Es ist eine Sünde, es auszulassen, denn sonst verlangsamt sich der Stoffwechsel, und am Abend isst man doppelt so viel, sagt der Korrespondent von .
Was aber, wenn die morgendliche Appetitlosigkeit nicht auf mangelnde Disziplin zurückzuführen ist, sondern auf eine individuelle Besonderheit des zirkadianen Rhythmus? Das Hungergefühl wird durch die Hormone Ghrelin und Leptin reguliert, deren Funktion eng mit dem Schlafrhythmus und dem Cortisolspiegel verbunden ist.
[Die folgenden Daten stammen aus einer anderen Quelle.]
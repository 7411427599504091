//! FileLogHandler - appends one JSON line per envelope

use std::collections::HashMap;
use std::path::{Path, PathBuf};

use contracts::{ContractError, DeliveryMode, OutputHandler, RecordEnvelope};
use tokio::fs::{File, OpenOptions};
use tokio::io::AsyncWriteExt;
use tracing::{debug, info, instrument};

/// Default JSONL output file
pub const DEFAULT_LOG_PATH: &str = "telemetry_log.jsonl";

/// Configuration for FileLogHandler
#[derive(Debug, Clone)]
pub struct FileLogConfig {
    /// Output file, opened in append mode
    pub path: PathBuf,
}

impl FileLogConfig {
    /// Create config from params map
    pub fn from_params(params: &HashMap<String, String>) -> Self {
        let path = params
            .get("path")
            .map(PathBuf::from)
            .unwrap_or_else(|| PathBuf::from(DEFAULT_LOG_PATH));
        Self { path }
    }
}

/// Handler that persists envelopes as JSON Lines
pub struct FileLogHandler {
    name: String,
    config: FileLogConfig,
    file: Option<File>,
    lines_written: u64,
}

impl FileLogHandler {
    pub fn new(name: impl Into<String>, config: FileLogConfig) -> Self {
        Self {
            name: name.into(),
            config,
            file: None,
            lines_written: 0,
        }
    }

    /// Create from params map (for factory)
    pub fn from_params(name: impl Into<String>, params: &HashMap<String, String>) -> Self {
        Self::new(name, FileLogConfig::from_params(params))
    }

    pub fn path(&self) -> &Path {
        &self.config.path
    }

    pub fn lines_written(&self) -> u64 {
        self.lines_written
    }

    fn io_error(&self, action: &str, e: std::io::Error) -> ContractError {
        ContractError::handler_delivery(
            &self.name,
            format!("{action} {}: {e}", self.config.path.display()),
        )
    }
}

impl OutputHandler for FileLogHandler {
    fn name(&self) -> &str {
        &self.name
    }

    fn delivery_mode(&self) -> DeliveryMode {
        DeliveryMode::Blocking
    }

    #[instrument(name = "file_handler_setup", skip(self), fields(handler = %self.name))]
    async fn setup(&mut self) -> Result<(), ContractError> {
        if let Some(parent) = self.config.path.parent().filter(|p| !p.as_os_str().is_empty()) {
            tokio::fs::create_dir_all(parent).await.map_err(|e| {
                ContractError::handler_setup(&self.name, format!("create {}: {e}", parent.display()))
            })?;
        }
        let file = OpenOptions::new()
            .create(true)
            .append(true)
            .open(&self.config.path)
            .await
            .map_err(|e| {
                ContractError::handler_setup(
                    &self.name,
                    format!("open {}: {e}", self.config.path.display()),
                )
            })?;
        self.file = Some(file);
        debug!(handler = %self.name, path = %self.config.path.display(), "log file opened");
        Ok(())
    }

    async fn handle(&mut self, envelope: &RecordEnvelope) -> Result<(), ContractError> {
        let mut line = envelope.to_json()?;
        line.push('\n');

        let Some(file) = self.file.as_mut() else {
            return Err(ContractError::handler_delivery(&self.name, "log file not open"));
        };
        let written = match file.write_all(line.as_bytes()).await {
            Ok(()) => file.flush().await,
            Err(e) => Err(e),
        };
        written.map_err(|e| self.io_error("write", e))?;
        self.lines_written += 1;
        Ok(())
    }

    #[instrument(name = "file_handler_teardown", skip(self), fields(handler = %self.name))]
    async fn teardown(&mut self) -> Result<(), ContractError> {
        if let Some(mut file) = self.file.take() {
            file.flush().await.map_err(|e| self.io_error("flush", e))?;
            file.sync_all().await.map_err(|e| self.io_error("sync", e))?;
        }
        info!(handler = %self.name, lines = self.lines_written, "log file closed");
        Ok(())
    }
}
//! 源失败重试策略

use std::time::Duration;

use contracts::{BackoffKind, RetrySettings};

/// Backoff between consecutive source failures
#[derive(Debug, Clone, Copy, PartialEq, Eq)]
pub enum Backoff {
    /// Retry immediately
    None,
    /// Same delay after every failure
    Fixed(Duration),
    /// `initial * 2^(attempt-1)`, capped at `max`
    Exponential { initial: Duration, max: Duration },
}

/// 重试策略
///
/// 连续失败次数超过 `max_consecutive_failures` 时，生产循环结束。
#[derive(Debug, Clone, Copy, PartialEq, Eq)]
pub struct RetryPolicy {
    pub max_consecutive_failures: u32,
    pub backoff: Backoff,
}

impl Default for RetryPolicy {
    fn default() -> Self {
        Self::from(&RetrySettings::default())
    }
}

impl RetryPolicy {
    /// 第 `attempt` 次连续失败 (从 1 开始) 后的等待时间
    pub fn delay(&self, attempt: u32) -> Duration {
        match self.backoff {
            Backoff::None => Duration::ZERO,
            Backoff::Fixed(delay) => delay,
            Backoff::Exponential { initial, max } => {
                let shift = attempt.saturating_sub(1).min(31);
                initial
                    .checked_mul(1u32 << shift)
                    .map_or(max, |d| d.min(max))
            }
        }
    }

    /// 连续失败次数是否已超出预算
    pub fn exhausted(&self, consecutive_failures: u32) -> bool {
        consecutive_failures > self.max_consecutive_failures
    }
}

impl From<&RetrySettings> for RetryPolicy {
    fn from(settings: &RetrySettings) -> Self {
        let initial = Duration::from_millis(settings.backoff_ms);
        let backoff = match settings.backoff {
            BackoffKind::None => Backoff::None,
            BackoffKind::Fixed => Backoff::Fixed(initial),
            BackoffKind::Exponential => Backoff::Exponential {
                initial,
                max: Duration::from_millis(settings.max_backoff_ms.max(settings.backoff_ms)),
            },
        };
        Self {
            max_consecutive_failures: settings.max_consecutive_failures,
            backoff,
        }
    }
}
Bei „Eulen“, deren Aktivitätshöhepunkt sich in den Abend verlagert, kann sich die morgendliche Cortisolausschüttung und damit auch das Erwachen des Appetits um mehrere Stunden verzögern. Dem Körper durch „Ich will nicht“ Nahrung aufzuzwingen, ist für den gerade aufgewachten Körper stressig.
Die gesamte Energie wird in die Verdauung gesteckt, anstatt das Gehirn und die Muskeln zu beanspruchen. Viele Menschen stellen fest, dass sie nach einem schweren Frühstück nicht zur Arbeit rennen, sondern sich wieder hinlegen wollen.
Evolutionär gesehen hat der Mensch den Tag nicht mit einer sofortigen Nahrungssuche begonnen. Zuerst wird die Situation eingeschätzt, Wasserquellen, mögliche Bedrohungen.
Erst wenn die Sicherheit gewährleistet war, konnte man an Nahrung denken. Der moderne Rhythmus hat diese Reihenfolge pervertiert, aber viele Menschen haben immer noch die gleiche Physiologie.
Studien haben keinen eindeutigen Nutzen eines obligatorischen Frühstücks für die Gewichtskontrolle oder den Stoffwechsel ergeben. Entscheidend ist die Gesamtmenge und -qualität der Nahrung am Tag, nicht der Zeitpunkt des ersten Bisses. Für einige erweist sich das verkürzte Essensfenster als wirksame Strategie.
Der Schlüssel liegt im Bewusstsein, nicht im Dogma. Wenn Sie mit einem wölfischen Appetit aufwachen, dann frühstücken Sie. Wenn nicht, zwingen Sie sich nicht. Nehmen Sie einen gesunden Snack mit und essen Sie ihn, wenn der Hunger tatsächlich an die Tür klopft, nicht wenn Ihr Zeitplan es verlangt.
Der Schlüssel liegt darin, das verpasste Frühstück nicht durch abendliche Völlerei zu kompensieren. Ein bewusster Umgang mit der morgendlichen Mahlzeit hilft Ihnen, einen harmonischen Essensplan zu erstellen, bei dem Sie auf die wahren Signale Ihres Körpers reagieren und nicht auf äußere Vorschriften oder ängstliche Gedanken an einen verlangsamten Stoffwechsel.